In caso di violazione di una clausola di prelazione contrattuale il danno derivante da perdita della “parità gestoria” può ritenersi “in re ipsa” poiché riconducibile ad un interesse giuridicamente rilevante del socio, consistente nella impossibilità oggettiva di conseguire l’esercizio di tutte le prerogative di partecipazione e gestione della società previste per legge e per statuto, prerogative che una partecipazione paritaria avrebbe procurato. Si tratta, in particolare, di diritti poteri e facoltà, insiti nella partecipazione paritaria del socio e che dunque ne corredano e definiscono il complessivo patrimonio, che, in sintesi, possono essere descritti come il potere del socio tanto di indirizzare le gestione della società, quanto di impedire decisioni rilevanti dell’amministratore o dell’assemblea senza il suo consenso.
Secondo l’art. 306, co. 1, c.p.c., il processo si estingue quando la rinuncia è accettata dalle parti costituite che potrebbero avere interesse alla prosecuzione. Se ne desume che, ai fini della declaratoria di estinzione, è irrilevante la mancata accettazione di parti che non hanno interesse alla prosecuzione del giudizio. Più in particolare: (i) se la rinuncia è accettata il processo si estingue immediatamente (arg. ex art. 306, co. 3, c.p.c.), residuando in capo al giudice soltanto il potere/dovere di dichiarare l’avvenuta estinzione e di provvedere in punto di spese processuali, o recependo l’accordo intervenuto in proposito tra le parti, o, in mancanza di accordo, ponendo le spese in capo alla parte rinunciante; (ii) se la rinuncia non è accettata il processo prosegue al fine di verificare la presenza, in capo alla parte non accettante, di un suo interesse alla prosecuzione del giudizio. In questo caso, occorre distinguere due ipotesi: (a) il processo si estingue se, all’esito di tale verifica, si accerta che la parte che non ha accettato non ha interesse alla prosecuzione del processo e le spese sono regolate considerando che la parte non accettante ha indebitamente determinato la prosecuzione del processo così interrompendo il nesso di causalità processuale tra rinuncia/accettazione/estinzione nel rapporto processuale attore/convenuto e rinuncia/accettazione/estinzione nel rapporto processuale convenuto/terzo chiamato; (b) il processo prosegue ulteriormente se, all’esito di tale verifica, si accerta che la parte che non ha accettato ha interesse alla prosecuzione del processo e le spese sono regolate in base al principio di soccombenza.

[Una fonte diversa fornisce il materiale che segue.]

//! route-graph-core: identifier-keyed directed graph with shortest paths.
//!
//! A pure Rust library holding a weighted directed graph whose nodes and
//! edges are keyed by caller-chosen identifiers, and three single-source
//! shortest path strategies selected by a declared [`GraphType`].
//!
//! Nodes own their inbound/outbound edge maps; edges are shared between
//! the graph registry and both endpoints and refer back to nodes only by
//! [`NodeHandle`], so there is no ownership cycle.

use std::fmt::Debug;
use std::hash::Hash;

mod edge;
mod error;
mod graph;
mod node;
mod path;
mod shortest_path;
mod traversal;
mod weight;

pub use edge::Edge;
pub use error::{Direction, GraphError, Result};
pub use graph::Graph;
pub use node::{Node, NodeHandle};
pub use path::Path;
pub use shortest_path::{shortest_path, shortest_paths, GraphType};
pub use traversal::{reachable_nodes, topological_order};
pub use weight::Weight;

/// Key type usable for node and edge ids.
pub trait Identifier: Clone + Eq + Hash + Debug {}

impl<T: Clone + Eq + Hash + Debug> Identifier for T {}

Il fatto che l’attore, rinunciando agli atti del giudizio, non abbia offerto materialmente le spese autorizza il convenuto a chiedere al giudice istruttore la loro liquidazione con l’ordinanza di estinzione del processo, ma non giustifica la opposizione del convenuto stesso alla immediata declaratoria di estinzione e la richiesta di rimessione della causa al collegio per la decisione di questioni pregiudiziali o di merito. Pertanto, in tale ipotesi, il giudice cui sia stata rimessa la causa può condannare il convenuto al rimborso delle spese in favore dell’attore.
In caso di rinuncia agli atti da parte dell’attore, si applica ex art. 306 c.p.c. il principio di causalità processuale e non quello di soccombenza, talché costui deve essere condannato a rifondere le spese processuali sostenute dal terzo chiamato, qualora la chiamata in giudizio da parte del convenuto fosse giustificata in base alle domande svolte nei suoi confronti dall’attore medesimo.